# Integral Over all Space for Charge Density - Exponential Fun

1. Mar 12, 2015

### KleZMeR

1. The problem statement, all variables and given/known data

The electric field is described by $E = \frac{C e^{-br}}{r^2}$,
find the charge density and then integrate over all-space and show it's zero.

2. Relevant equations

$E = \frac{C e^{-br}}{r^2} \\ \\$
$\nabla \cdot E = \frac{\rho}{\epsilon_0} \\ \\$
$\rho(r) = Q \delta^3 (r-r_0) \\ \\$

$I_{AllSpace} = \int_{0}^{\infty}\:f(r,\phi,\theta) \: r^2 \: dr \: sin\theta \: d\theta \: d\phi \\ \\$
$\nabla = \frac{d}{dr} \hat{r} \\ \\$
$\int_{0}^{\infty}f(r)Q \delta^3(r-r_0)dr = f(r_0) \\ \\$

3. The attempt at a solution

I tried to take $\nabla E = \frac{\rho}{\epsilon_0}$ and used the quotient solve for $\rho(r)$ and then integrated over all space and I do not get a zero.

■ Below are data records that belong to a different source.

use tracing::info;
use crate::config::ScrapeConfig;
use crate::models::{Coordinate, RestaurantMenu, ScrapeResult};
use crate::services::api::RestaurantApi;
use crate::services::menu::MenuFetcher;
use crate::services::paginator::ListingPaginator;
use crate::services::search::FallbackSearch;

#[derive(Debug, Clone, PartialEq)]
pub struct LiveScrape {
    pub result: ScrapeResult,
    pub menus: Vec<RestaurantMenu>,
}

impl LiveScrape {
    pub fn menu_item_count(&self) -> usize {
        self.menus.iter().map(|menu| menu.items.len()).sum()
    }
}

/// Point search followed by an optional menu pass over what it found.
pub struct LiveScraper<'a, A: RestaurantApi> {
    api: &'a A,
    config: &'a ScrapeConfig,
}

impl<'a, A: RestaurantApi> LiveScraper<'a, A> {
    pub fn new(api: &'a A, config: &'a ScrapeConfig) -> Self {
        Self { api, config }
    }

    pub async fn restaurants_with_menus(
        &self,
        origin: Coordinate,
        max_restaurants: usize,
        include_menus: bool,
        smart_search: bool,
    ) -> LiveScrape {
        info!(
            %origin,
            max_restaurants = max_restaurants,
            include_menus = include_menus,
            smart_search = smart_search,
            "Starting live scrape"
        );

        let paginator = ListingPaginator::new(self.api, self.config);
        let result = FallbackSearch::new(paginator)
            .search_with_fallback(origin, smart_search, Some(max_restaurants))
            .await;

        let menus = if include_menus && result.outcome.is_found() {
            MenuFetcher::new(self.api)
                .fetch_menus(result.restaurants(), self.config)
                .await
        } else {
            Vec::new()
        };

        LiveScrape { result, menus }
    }
}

With $\nabla \cdot E = (\frac{-e^{-ar}}{r} \:(ra+2))$
$\rho(r) = (\frac{-e^{-ar}}{r} \:(ra+2)) \: \epsilon_0$

and integrating over all space gives me

$4\pi \int_{0}^{\infty}\rho(r) \: r^2 \: dr$

and this gives me $(-1 + undefined) \: \epsilon_0$

my only other idea here is to use the delta function, which in the case of the radial integral does give me a zero due to the $r^2$ term being evaluated at zero.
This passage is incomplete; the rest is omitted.